TASK — Among the records below, find the line that has "0x24 | 0x2C"; from there, give the lines again exactly, and stop after the line that has "their taken/page-cross cycles".
-- INFORMATION SHOWN follows --
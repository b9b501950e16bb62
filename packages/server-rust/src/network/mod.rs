//! HTTP transport: configuration, middleware, handlers and server lifecycle.

pub mod config;
pub mod handlers;
pub mod lifecycle;
pub mod middleware;
pub mod module;

pub use config::*;
pub use handlers::AppState;
pub use lifecycle::*;
pub use module::NetworkModule;
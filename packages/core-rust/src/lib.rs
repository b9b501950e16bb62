//! `UserGraph` Core — identities, user records, per-request context, and data-access contracts.

pub mod context;
pub mod error;
pub mod traits;
pub mod types;

pub use context::RequestContext;
pub use error::{AuthorizationError, DataAccessError};
pub use traits::{DataAccessProvider, IdentityResolver, UserDataAccess};
pub use types::{Identity, NewUser, Role, UnknownRole, User};
//! Tracing subscriber setup.

use tracing_subscriber::layer::SubscriberExt;
use tracing_subscriber::util::SubscriberInitExt;
use tracing_subscriber::EnvFilter;

use crate::config::LogFormat;

const DEFAULT_FILTER: &str = "info";

/// Installs the global subscriber. `RUST_LOG` overrides the default filter.
///
/// # Errors
///
/// Returns an error if a global subscriber is already installed.
pub fn init_tracing(format: LogFormat) -> anyhow::Result<()> {
    let filter =
        EnvFilter::try_from_default_env().unwrap_or_else(|_| EnvFilter::new(DEFAULT_FILTER));
    let registry = tracing_subscriber::registry().with(filter);

    match format {
        LogFormat::Text => registry.with(tracing_subscriber::fmt::layer()).try_init()?,
        LogFormat::Json => registry
            .with(tracing_subscriber::fmt::layer().json())
            .try_init()?,
    }
    Ok(())
}
//! Ordered fan-out over several identity resolvers.

use std::sync::Arc;

use async_trait::async_trait;
use usergraph_core::{Identity, IdentityResolver};

/// Tries each resolver in order; the first identity found wins.
#[derive(Default)]
pub struct ChainVerifier {
    resolvers: Vec<Arc<dyn IdentityResolver>>,
}

impl ChainVerifier {
    /// An empty chain; resolves nothing until resolvers are added.
    #[must_use]
    pub fn new() -> Self {
        Self::default()
    }

    /// Appends a resolver to the end of the chain.
    #[must_use]
    pub fn with(mut self, resolver: Arc<dyn IdentityResolver>) -> Self {
        self.resolvers.push(resolver);
        self
    }

    /// Number of resolvers in the chain.
    #[must_use]
    pub fn len(&self) -> usize {
        self.resolvers.len()
    }

    #[must_use]
    pub fn is_empty(&self) -> bool {
        self.resolvers.is_empty()
    }
}

#[async_trait]
impl IdentityResolver for ChainVerifier {
    async fn resolve(&self, token: Option<&str>) -> Option<Identity> {
        for resolver in &self.resolvers {
            if let Some(identity) = resolver.resolve(token).await {
                return Some(identity);
            }
        }
        None
    }
}

#[cfg(test)]
mod tests {
    use usergraph_core::Role;

    use super::*;
    use crate::auth::StaticTokenVerifier;

    fn table(token: &str, id: &str) -> Arc<dyn IdentityResolver> {
        Arc::new(StaticTokenVerifier::new(vec![(
            token.to_string(),
            Identity::new(id, format!("{id}@example.com"), Role::User),
        )]))
    }

    #[tokio::test]
    async fn empty_chain_resolves_nothing() {
        let chain = ChainVerifier::new();
        assert!(chain.is_empty());
        assert!(chain.resolve(Some("valid-token")).await.is_none());
    }

    #[tokio::test]
    async fn falls_through_to_later_resolver() {
        let chain = ChainVerifier::new()
            .with(table("a", "first"))
            .with(table("b", "second"));

        let identity = chain.resolve(Some("b")).await.unwrap();
        assert_eq!(identity.id, "second");
        assert_eq!(chain.len(), 2);
    }

    #[tokio::test]
    async fn first_match_wins() {
        let chain = ChainVerifier::new()
            .with(table("shared", "first"))
            .with(table("shared", "second"));

        let identity = chain.resolve(Some("shared")).await.unwrap();
        assert_eq!(identity.id, "first");
    }

    #[tokio::test]
    async fn unknown_token_resolves_to_none() {
        let chain = ChainVerifier::new().with(table("a", "first"));
        assert!(chain.resolve(Some("zzz")).await.is_none());
        assert!(chain.resolve(None).await.is_none());
    }
}
//! `UserGraph` Server — GraphQL user API over axum with a per-request auth context.

pub mod app;
pub mod auth;
pub mod config;
pub mod context_builder;
pub mod graphql;
pub mod network;
pub mod observability;
pub mod storage;

pub use app::assemble;
pub use config::ServerConfig;
pub use context_builder::ContextBuilder;
pub use graphql::{build_schema, UserGraphSchema};
pub use network::NetworkModule;
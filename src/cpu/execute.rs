// Fetch/decode/execute, interrupt servicing, disassembly and trace logging

use crate::bus::Bus;
use crate::cpu::addressing::{AddressingMode, AddressingResult};
use crate::cpu::opcodes::{OpcodeInfo, OPCODE_TABLE};
use crate::cpu::{flags, Cpu};

/// Cycles consumed by an NMI or IRQ entry sequence
const INTERRUPT_CYCLES: u8 = 7;

impl Cpu {
    /// Execute one instruction (or service a pending interrupt) atomically
    ///
    /// Returns the total cycle cost: base cycles, plus the page-crossing
    /// penalty for eligible opcodes, plus branch-taken cycles.
    pub fn step(&mut self, bus: &mut Bus) -> u8 {
        // Interrupts are honored only here, at the instruction boundary.
        if let Some(vector) = self.take_interrupt() {
            let cost = self.service_interrupt(bus, vector);
            self.cycles = self.cycles.wrapping_add(cost as u64);
            return cost;
        }

        let opcode = bus.read(self.pc);
        let info = &OPCODE_TABLE[opcode as usize];
        self.pc = self.pc.wrapping_add(1);

        let operand = self.resolve_operand(bus, info.mode);
        let extra = self.execute_instruction(opcode, bus, &operand);

        let mut cost = info.cycles;
        // Branch rows never carry page_cycle; their penalty comes back
        // through `extra` instead.
        if info.page_cycle && operand.page_crossed {
            cost += 1;
        }
        cost += extra;

        self.cycles = self.cycles.wrapping_add(cost as u64);
        cost
    }

    /// Hardware interrupt entry: push PC and status (B clear), set I,
    /// load the handler address from the vector
    fn service_interrupt(&mut self, bus: &mut Bus, vector: u16) -> u8 {
        self.stack_push_u16(bus, self.pc);
        self.stack_push(bus, (self.status & !flags::BREAK) | flags::RESERVED);
        self.set_flag(flags::INTERRUPT_DISABLE, true);
        self.pc = self.read_u16(bus, vector);
        INTERRUPT_CYCLES
    }

    /// Run the addressing-mode resolver for the decoded instruction
    fn resolve_operand(&mut self, bus: &mut Bus, mode: AddressingMode) -> AddressingResult {
        match mode {
            AddressingMode::Implied => self.addr_implied(),
            AddressingMode::Accumulator => self.addr_accumulator(),
            AddressingMode::Immediate => self.addr_immediate(),
            AddressingMode::ZeroPage => self.addr_zero_page(bus),
            AddressingMode::ZeroPageX => self.addr_zero_page_x(bus),
            AddressingMode::ZeroPageY => self.addr_zero_page_y(bus),
            AddressingMode::Relative => self.addr_relative(bus),
            AddressingMode::Absolute => self.addr_absolute(bus),
            AddressingMode::AbsoluteX => self.addr_absolute_x(bus),
            AddressingMode::AbsoluteY => self.addr_absolute_y(bus),
            AddressingMode::Indirect => self.addr_indirect(bus),
            AddressingMode::IndexedIndirect => self.addr_indexed_indirect(bus),
            AddressingMode::IndirectIndexed => self.addr_indirect_indexed(bus),
        }
    }

    /// Operation dispatch; returns extra cycles (branches only)
    #[allow(clippy::too_many_lines)]
    fn execute_instruction(&mut self, opcode: u8, bus: &mut Bus, operand: &AddressingResult) -> u8 {
        match opcode {
            // Load/store
            0xA9 | 0xA5 | 0xB5 | 0xAD | 0xBD | 0xB9 | 0xA1 | 0xB1 => self.lda(bus, operand),
            0xA2 | 0xA6 | 0xB6 | 0xAE | 0xBE => self.ldx(bus, operand),
            0xA0 | 0xA4 | 0xB4 | 0xAC | 0xBC => self.ldy(bus, operand),
            0x85 | 0x95 | 0x8D | 0x9D | 0x99 | 0x81 | 0x91 => self.sta(bus, operand),
            0x86 | 0x96 | 0x8E => self.stx(bus, operand),
            0x84 | 0x94 | 0x8C => self.sty(bus, operand),

            // Arithmetic
            0x69 | 0x65 | 0x75 | 0x6D | 0x7D | 0x79 | 0x61 | 0x71 => self.adc(bus, operand),
            0xE9 | 0xE5 | 0xF5 | 0xED | 0xFD | 0xF9 | 0xE1 | 0xF1 | 0xEB => self.sbc(bus, operand),
            0xE6 | 0xF6 | 0xEE | 0xFE => self.inc(bus, operand),
            0xC6 | 0xD6 | 0xCE | 0xDE => self.dec(bus, operand),
            0xE8 => self.inx(),
            0xC8 => self.iny(),
            0xCA => self.dex(),
            0x88 => self.dey(),

            // Logic
            0x29 | 0x25 | 0x35 | 0x2D | 0x3D | 0x39 | 0x21 | 0x31 => self.and(bus, operand),
            0x09 | 0x05 | 0x15 | 0x0D | 0x1D | 0x19 | 0x01 | 0x11 => self.ora(bus, operand),
            0x49 | 0x45 | 0x55 | 0x4D | 0x5D | 0x59 | 0x41 | 0x51 => self.eor(bus, operand),
            0x24 | 0x2C => self.bit(bus, operand),

            // Shifts and rotates
            0x0A => self.asl(bus, operand, true),
            0x06 | 0x16 | 0x0E | 0x1E => self.asl(bus, operand, false),
            0x4A => self.lsr(bus, operand, true),
            0x46 | 0x56 | 0x4E | 0x5E => self.lsr(bus, operand, false),
            0x2A => self.rol(bus, operand, true),
            0x26 | 0x36 | 0x2E | 0x3E => self.rol(bus, operand, false),
            0x6A => self.ror(bus, operand, true),
            0x66 | 0x76 | 0x6E | 0x7E => self.ror(bus, operand, false),

            // Compare
            0xC9 | 0xC5 | 0xD5 | 0xCD | 0xDD | 0xD9 | 0xC1 | 0xD1 => self.cmp(bus, operand),
            0xE0 | 0xE4 | 0xEC => self.cpx(bus, operand),
            0xC0 | 0xC4 | 0xCC => self.cpy(bus, operand),

            // Branches return their taken/page-cross cycles
            0x90 => return self.bcc(operand),
            0xB0 => return self.bcs(operand),
            0xF0 => return self.beq(operand),
            0x30 => return self.bmi(operand),
            0xD0 => return self.bne(operand),
            0x10 => return self.bpl(operand),
            0x50 => return self.bvc(operand),
            0x70 => return self.bvs(operand),

            // Jumps and subroutines
            0x4C | 0x6C => self.jmp(operand),
            0x20 => self.jsr(bus, operand),
            0x60 => self.rts(bus),

            // Stack
            0x48 => self.pha(bus),
            0x68 => self.pla(bus),
            0x08 => self.php(bus),
            0x28 => self.plp(bus),
            0x9A => self.txs(),
            0xBA => self.tsx(),

            // Transfers
            0xAA => self.tax(),
            0xA8 => self.tay(),
            0x8A => self.txa(),
            0x98 => self.tya(),

            // Flags
            0x18 => self.clc(),
            0x38 => self.sec(),
            0xD8 => self.cld(),
            0xF8 => self.sed(),
            0x58 => self.cli(),
            0x78 => self.sei(),
            0xB8 => self.clv(),

            // Interrupts
            0x00 => self.brk(bus),
            0x40 => self.rti(bus),

            // Undocumented
            0xA3 | 0xA7 | 0xAF | 0xB3 | 0xB7 | 0xBF => self.lax(bus, operand),
            0x83 | 0x87 | 0x8F | 0x97 => self.sax(bus, operand),
            0xC3 | 0xC7 | 0xCF | 0xD3 | 0xD7 | 0xDB | 0xDF => self.dcp(bus, operand),

            // Everything else, documented or not, is a NOP; the resolver
            // already consumed any operand bytes.
            _ => self.nop(),
        }
        0
    }

    // ========================================
    // Disassembly and trace logging
    // ========================================

    /// Disassemble the instruction at `addr` into "MNEMONIC operand" text
    ///
    /// Reads only the instruction bytes, so CPU state is untouched and no
    /// operand target (which could be a live register) is dereferenced.
    pub fn disassemble(&self, bus: &mut Bus, addr: u16) -> String {
        let opcode = bus.read(addr);
        let info = &OPCODE_TABLE[opcode as usize];
        let byte1 = bus.read(addr.wrapping_add(1));
        let byte2 = bus.read(addr.wrapping_add(2));
        let word = u16::from_le_bytes([byte1, byte2]);

        let operand = match info.mode {
            AddressingMode::Implied => String::new(),
            AddressingMode::Accumulator => "A".to_string(),
            AddressingMode::Immediate => format!("#${:02X}", byte1),
            AddressingMode::ZeroPage => format!("${:02X}", byte1),
            AddressingMode::ZeroPageX => format!("${:02X},X", byte1),
            AddressingMode::ZeroPageY => format!("${:02X},Y", byte1),
            AddressingMode::Absolute => format!("${:04X}", word),
            AddressingMode::AbsoluteX => format!("${:04X},X", word),
            AddressingMode::AbsoluteY => format!("${:04X},Y", word),
            AddressingMode::Indirect => format!("(${:04X})", word),
            AddressingMode::IndexedIndirect => format!("(${:02X},X)", byte1),
            AddressingMode::IndirectIndexed => format!("(${:02X}),Y", byte1),
            AddressingMode::Relative => {
                let target = addr
                    .wrapping_add(2)
                    .wrapping_add(byte1 as i8 as u16);
                format!("${:04X}", target)
            }
        };

        if operand.is_empty() {
            info.mnemonic.to_string()
        } else {
            format!("{} {}", info.mnemonic, operand)
        }
    }

    /// Build one golden-log trace line for the instruction at PC
    ///
    /// ```text
    /// PCPC  BB BB BB  MNE operand           A:AA X:XX Y:YY P:PP SP:SS
    /// ```
    ///
    /// The raw bytes are padded to 8 columns and the disassembly to
    /// column 48; registers print in uppercase hex.
    pub fn trace(&self, bus: &mut Bus) -> String {
        let opcode = bus.read(self.pc);
        let info: &OpcodeInfo = &OPCODE_TABLE[opcode as usize];

        let mut raw = format!("{:02X}", opcode);
        for i in 1..3u16 {
            if i < info.bytes as u16 {
                raw.push_str(&format!(" {:02X}", bus.read(self.pc.wrapping_add(i))));
            } else {
                raw.push_str("   ");
            }
        }

        let disassembly = self.disassemble(bus, self.pc);
        let mut line = format!("{:04X}  {}  {}", self.pc, raw, disassembly);
        while line.len() < 48 {
            line.push(' ');
        }
        line.push_str(&format!(
            "A:{:02X} X:{:02X} Y:{:02X} P:{:02X} SP:{:02X}",
            self.a, self.x, self.y, self.status, self.sp
        ));
        line
    }
}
-- INFORMATION SHOWN concluded --
EXPECTED ANSWER —
            0x24 | 0x2C => self.bit(bus, operand),

            // Shifts and rotates
            0x0A => self.asl(bus, operand, true),
            0x06 | 0x16 | 0x0E | 0x1E => self.asl(bus, operand, false),
            0x4A => self.lsr(bus, operand, true),
            0x46 | 0x56 | 0x4E | 0x5E => self.lsr(bus, operand, false),
            0x2A => self.rol(bus, operand, true),
            0x26 | 0x36 | 0x2E | 0x3E => self.rol(bus, operand, false),
            0x6A => self.ror(bus, operand, true),
            0x66 | 0x76 | 0x6E | 0x7E => self.ror(bus, operand, false),

            // Compare
            0xC9 | 0xC5 | 0xD5 | 0xCD | 0xDD | 0xD9 | 0xC1 | 0xD1 => self.cmp(bus, operand),
            0xE0 | 0xE4 | 0xEC => self.cpx(bus, operand),
            0xC0 | 0xC4 | 0xCC => self.cpy(bus, operand),

            // Branches return their taken/page-cross cycles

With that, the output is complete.